#### ENTRIES SHOWN

+ + + + + + +

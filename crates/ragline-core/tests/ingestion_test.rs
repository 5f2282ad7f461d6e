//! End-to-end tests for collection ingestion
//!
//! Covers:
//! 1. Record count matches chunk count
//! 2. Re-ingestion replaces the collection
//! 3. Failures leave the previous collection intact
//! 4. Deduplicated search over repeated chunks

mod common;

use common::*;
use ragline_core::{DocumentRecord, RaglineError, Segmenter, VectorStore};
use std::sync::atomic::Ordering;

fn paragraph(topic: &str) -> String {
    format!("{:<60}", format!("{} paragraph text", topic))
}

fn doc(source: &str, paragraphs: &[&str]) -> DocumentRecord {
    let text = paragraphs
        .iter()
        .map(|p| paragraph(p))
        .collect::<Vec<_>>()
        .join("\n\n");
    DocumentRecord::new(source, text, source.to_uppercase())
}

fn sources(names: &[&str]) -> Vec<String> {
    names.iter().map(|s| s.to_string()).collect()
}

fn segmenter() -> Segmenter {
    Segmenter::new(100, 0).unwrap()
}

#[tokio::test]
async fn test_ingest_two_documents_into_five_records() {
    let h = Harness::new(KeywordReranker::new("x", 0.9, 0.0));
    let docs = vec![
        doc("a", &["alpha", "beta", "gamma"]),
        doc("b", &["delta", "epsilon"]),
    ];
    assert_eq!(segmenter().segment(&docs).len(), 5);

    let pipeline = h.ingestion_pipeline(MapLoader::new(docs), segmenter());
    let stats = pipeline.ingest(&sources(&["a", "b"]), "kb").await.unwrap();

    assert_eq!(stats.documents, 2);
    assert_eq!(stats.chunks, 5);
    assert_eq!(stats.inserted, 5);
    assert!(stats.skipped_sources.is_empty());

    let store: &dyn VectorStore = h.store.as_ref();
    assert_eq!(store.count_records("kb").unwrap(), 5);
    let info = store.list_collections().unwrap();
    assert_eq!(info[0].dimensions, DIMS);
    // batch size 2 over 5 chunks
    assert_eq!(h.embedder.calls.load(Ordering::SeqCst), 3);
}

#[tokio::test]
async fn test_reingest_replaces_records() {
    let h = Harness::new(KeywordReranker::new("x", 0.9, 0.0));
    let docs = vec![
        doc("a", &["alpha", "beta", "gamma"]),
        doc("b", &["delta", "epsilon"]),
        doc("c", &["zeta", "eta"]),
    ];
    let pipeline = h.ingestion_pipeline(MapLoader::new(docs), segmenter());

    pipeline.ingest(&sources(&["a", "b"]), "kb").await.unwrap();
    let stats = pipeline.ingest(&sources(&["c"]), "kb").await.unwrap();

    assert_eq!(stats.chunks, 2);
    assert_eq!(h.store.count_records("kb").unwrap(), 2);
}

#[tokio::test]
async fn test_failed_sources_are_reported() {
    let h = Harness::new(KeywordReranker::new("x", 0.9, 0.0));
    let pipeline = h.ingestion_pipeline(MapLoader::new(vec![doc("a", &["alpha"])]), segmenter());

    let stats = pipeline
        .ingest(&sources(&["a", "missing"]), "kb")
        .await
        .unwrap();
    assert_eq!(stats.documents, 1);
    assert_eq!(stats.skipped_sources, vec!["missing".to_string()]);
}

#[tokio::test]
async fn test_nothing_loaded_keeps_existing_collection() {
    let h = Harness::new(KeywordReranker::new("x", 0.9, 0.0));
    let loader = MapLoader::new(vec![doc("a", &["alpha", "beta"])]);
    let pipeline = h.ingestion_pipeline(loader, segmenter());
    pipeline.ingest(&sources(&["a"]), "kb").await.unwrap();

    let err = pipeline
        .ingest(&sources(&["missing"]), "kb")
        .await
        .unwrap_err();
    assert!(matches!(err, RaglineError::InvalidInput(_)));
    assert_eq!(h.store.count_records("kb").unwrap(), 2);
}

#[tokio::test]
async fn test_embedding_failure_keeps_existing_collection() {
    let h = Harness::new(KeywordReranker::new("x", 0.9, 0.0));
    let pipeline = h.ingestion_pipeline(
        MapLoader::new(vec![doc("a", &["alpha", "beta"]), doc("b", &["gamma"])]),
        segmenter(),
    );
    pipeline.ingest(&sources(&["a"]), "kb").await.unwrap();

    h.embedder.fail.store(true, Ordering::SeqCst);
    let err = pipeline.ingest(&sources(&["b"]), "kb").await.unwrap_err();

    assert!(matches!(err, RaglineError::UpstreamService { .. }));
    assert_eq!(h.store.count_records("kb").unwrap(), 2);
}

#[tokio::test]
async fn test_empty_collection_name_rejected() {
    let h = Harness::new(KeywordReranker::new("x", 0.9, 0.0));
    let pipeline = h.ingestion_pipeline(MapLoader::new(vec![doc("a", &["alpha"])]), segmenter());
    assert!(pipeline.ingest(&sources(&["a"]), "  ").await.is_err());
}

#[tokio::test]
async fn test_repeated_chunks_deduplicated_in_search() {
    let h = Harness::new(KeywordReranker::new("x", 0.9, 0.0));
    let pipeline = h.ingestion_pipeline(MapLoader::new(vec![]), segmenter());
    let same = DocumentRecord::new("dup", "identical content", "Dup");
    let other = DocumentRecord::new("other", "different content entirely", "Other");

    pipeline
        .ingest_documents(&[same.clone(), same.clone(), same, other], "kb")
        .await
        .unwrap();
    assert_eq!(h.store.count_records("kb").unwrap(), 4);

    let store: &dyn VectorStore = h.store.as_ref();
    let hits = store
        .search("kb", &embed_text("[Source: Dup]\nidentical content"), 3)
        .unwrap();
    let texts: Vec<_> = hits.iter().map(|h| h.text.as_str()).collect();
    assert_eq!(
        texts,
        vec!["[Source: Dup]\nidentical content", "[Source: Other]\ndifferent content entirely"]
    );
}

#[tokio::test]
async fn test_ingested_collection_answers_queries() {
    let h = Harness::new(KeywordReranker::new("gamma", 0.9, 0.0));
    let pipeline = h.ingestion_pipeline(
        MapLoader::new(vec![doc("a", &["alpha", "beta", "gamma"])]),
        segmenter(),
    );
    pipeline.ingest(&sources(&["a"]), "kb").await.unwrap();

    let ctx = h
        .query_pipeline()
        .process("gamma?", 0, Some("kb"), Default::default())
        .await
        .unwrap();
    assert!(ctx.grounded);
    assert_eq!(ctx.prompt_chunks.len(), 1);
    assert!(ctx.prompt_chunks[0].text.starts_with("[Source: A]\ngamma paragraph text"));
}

+ + + + + + +

#### PROBLEM TO SOLVE
Your response should be an exact copy of all the records.

#### ANSWER TO THE EXERCISE
filename crates/ragline-core/tests/ingestion_test.rs
repository 5f2282ad7f461d6e
//! End-to-end tests for collection ingestion
//!
//! Covers:
//! 1. Record count matches chunk count
//! 2. Re-ingestion replaces the collection
//! 3. Failures leave the previous collection intact
//! 4. Deduplicated search over repeated chunks

mod common;

use common::*;
use ragline_core::{DocumentRecord, RaglineError, Segmenter, VectorStore};
use std::sync::atomic::Ordering;

fn paragraph(topic: &str) -> String {
    format!("{:<60}", format!("{} paragraph text", topic))
}

fn doc(source: &str, paragraphs: &[&str]) -> DocumentRecord {
    let text = paragraphs
        .iter()
        .map(|p| paragraph(p))
        .collect::<Vec<_>>()
        .join("\n\n");
    DocumentRecord::new(source, text, source.to_uppercase())
}

fn sources(names: &[&str]) -> Vec<String> {
    names.iter().map(|s| s.to_string()).collect()
}

fn segmenter() -> Segmenter {
    Segmenter::new(100, 0).unwrap()
}

#[tokio::test]
async fn test_ingest_two_documents_into_five_records() {
    let h = Harness::new(KeywordReranker::new("x", 0.9, 0.0));
    let docs = vec![
        doc("a", &["alpha", "beta", "gamma"]),
        doc("b", &["delta", "epsilon"]),
    ];
    assert_eq!(segmenter().segment(&docs).len(), 5);

    let pipeline = h.ingestion_pipeline(MapLoader::new(docs), segmenter());
    let stats = pipeline.ingest(&sources(&["a", "b"]), "kb").await.unwrap();

    assert_eq!(stats.documents, 2);
    assert_eq!(stats.chunks, 5);
    assert_eq!(stats.inserted, 5);
    assert!(stats.skipped_sources.is_empty());

    let store: &dyn VectorStore = h.store.as_ref();
    assert_eq!(store.count_records("kb").unwrap(), 5);
    let info = store.list_collections().unwrap();
    assert_eq!(info[0].dimensions, DIMS);
    // batch size 2 over 5 chunks
    assert_eq!(h.embedder.calls.load(Ordering::SeqCst), 3);
}

#[tokio::test]
async fn test_reingest_replaces_records() {
    let h = Harness::new(KeywordReranker::new("x", 0.9, 0.0));
    let docs = vec![
        doc("a", &["alpha", "beta", "gamma"]),
        doc("b", &["delta", "epsilon"]),
        doc("c", &["zeta", "eta"]),
    ];
    let pipeline = h.ingestion_pipeline(MapLoader::new(docs), segmenter());

    pipeline.ingest(&sources(&["a", "b"]), "kb").await.unwrap();
    let stats = pipeline.ingest(&sources(&["c"]), "kb").await.unwrap();

    assert_eq!(stats.chunks, 2);
    assert_eq!(h.store.count_records("kb").unwrap(), 2);
}

#[tokio::test]
async fn test_failed_sources_are_reported() {
    let h = Harness::new(KeywordReranker::new("x", 0.9, 0.0));
    let pipeline = h.ingestion_pipeline(MapLoader::new(vec![doc("a", &["alpha"])]), segmenter());

    let stats = pipeline
        .ingest(&sources(&["a", "missing"]), "kb")
        .await
        .unwrap();
    assert_eq!(stats.documents, 1);
    assert_eq!(stats.skipped_sources, vec!["missing".to_string()]);
}

#[tokio::test]
async fn test_nothing_loaded_keeps_existing_collection() {
    let h = Harness::new(KeywordReranker::new("x", 0.9, 0.0));
    let loader = MapLoader::new(vec![doc("a", &["alpha", "beta"])]);
    let pipeline = h.ingestion_pipeline(loader, segmenter());
    pipeline.ingest(&sources(&["a"]), "kb").await.unwrap();

    let err = pipeline
        .ingest(&sources(&["missing"]), "kb")
        .await
        .unwrap_err();
    assert!(matches!(err, RaglineError::InvalidInput(_)));
    assert_eq!(h.store.count_records("kb").unwrap(), 2);
}

#[tokio::test]
async fn test_embedding_failure_keeps_existing_collection() {
    let h = Harness::new(KeywordReranker::new("x", 0.9, 0.0));
    let pipeline = h.ingestion_pipeline(
        MapLoader::new(vec![doc("a", &["alpha", "beta"]), doc("b", &["gamma"])]),
        segmenter(),
    );
    pipeline.ingest(&sources(&["a"]), "kb").await.unwrap();

    h.embedder.fail.store(true, Ordering::SeqCst);
    let err = pipeline.ingest(&sources(&["b"]), "kb").await.unwrap_err();

    assert!(matches!(err, RaglineError::UpstreamService { .. }));
    assert_eq!(h.store.count_records("kb").unwrap(), 2);
}

#[tokio::test]
async fn test_empty_collection_name_rejected() {
    let h = Harness::new(KeywordReranker::new("x", 0.9, 0.0));
    let pipeline = h.ingestion_pipeline(MapLoader::new(vec![doc("a", &["alpha"])]), segmenter());
    assert!(pipeline.ingest(&sources(&["a"]), "  ").await.is_err());
}

#[tokio::test]
async fn test_repeated_chunks_deduplicated_in_search() {
    let h = Harness::new(KeywordReranker::new("x", 0.9, 0.0));
    let pipeline = h.ingestion_pipeline(MapLoader::new(vec![]), segmenter());
    let same = DocumentRecord::new("dup", "identical content", "Dup");
    let other = DocumentRecord::new("other", "different content entirely", "Other");

    pipeline
        .ingest_documents(&[same.clone(), same.clone(), same, other], "kb")
        .await
        .unwrap();
    assert_eq!(h.store.count_records("kb").unwrap(), 4);

    let store: &dyn VectorStore = h.store.as_ref();
    let hits = store
        .search("kb", &embed_text("[Source: Dup]\nidentical content"), 3)
        .unwrap();
    let texts: Vec<_> = hits.iter().map(|h| h.text.as_str()).collect();
    assert_eq!(
        texts,
        vec!["[Source: Dup]\nidentical content", "[Source: Other]\ndifferent content entirely"]
    );
}

#[tokio::test]
async fn test_ingested_collection_answers_queries() {
    let h = Harness::new(KeywordReranker::new("gamma", 0.9, 0.0));
    let pipeline = h.ingestion_pipeline(
        MapLoader::new(vec![doc("a", &["alpha", "beta", "gamma"])]),
        segmenter(),
    );
    pipeline.ingest(&sources(&["a"]), "kb").await.unwrap();

    let ctx = h
        .query_pipeline()
        .process("gamma?", 0, Some("kb"), Default::default())
        .await
        .unwrap();
    assert!(ctx.grounded);
    assert_eq!(ctx.prompt_chunks.len(), 1);
    assert!(ctx.prompt_chunks[0].text.starts_with("[Source: A]\ngamma paragraph text"));
}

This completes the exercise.